[Stored items]
++++++++++

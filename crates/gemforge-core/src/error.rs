//! Error taxonomy for the core.
//!
//! Everything here is recoverable and surfaced to the caller as a typed
//! result; nothing panics across the core boundary. Missing persisted state
//! is deliberately NOT an error -- it is the first-run signal, modeled as
//! `Option` in the persistence layer.

use crate::factory::FactoryId;

/// Why an upgrade attempt failed. Neither variant mutates any state.
#[derive(Debug, Clone, Copy, PartialEq, Eq, thiserror::Error)]
pub enum UpgradeError {
    /// The ledger balance did not cover the upgrade cost.
    #[error("not enough gems for the upgrade")]
    InsufficientGems,

    /// The factory is already at its terminal level.
    #[error("factory is already at max level")]
    MaxLevelReached,
}

/// Why a build attempt failed. Neither variant mutates any state.
#[derive(Debug, Clone, Copy, PartialEq, Eq, thiserror::Error)]
pub enum BuildError {
    /// The ledger balance did not cover the build cost.
    #[error("not enough gems to build a factory")]
    InsufficientGems,

    /// The factory cap has been reached.
    #[error("factory limit reached")]
    FactoryLimitReached,
}

/// Errors surfaced by session-level operations.
#[derive(Debug, Clone, Copy, PartialEq, Eq, thiserror::Error)]
pub enum SessionError {
    /// No factory with the given id exists in the registry.
    #[error("no factory with id {0:?}")]
    UnknownFactory(FactoryId),

    /// An upgrade failed.
    #[error(transparent)]
    Upgrade(#[from] UpgradeError),

    /// A build failed.
    #[error(transparent)]
    Build(#[from] BuildError),
}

++++++++++

ABOUT THIS TASK – Give again the closing portion of the entries, from the line with "pub enum SessionError" through the last line. Keep it exact and add nothing.

SOLUTION TO THE EXERCISE –
pub enum SessionError {
    /// No factory with the given id exists in the registry.
    #[error("no factory with id {0:?}")]
    UnknownFactory(FactoryId),

    /// An upgrade failed.
    #[error(transparent)]
    Upgrade(#[from] UpgradeError),

    /// A build failed.
    #[error(transparent)]
    Build(#[from] BuildError),
}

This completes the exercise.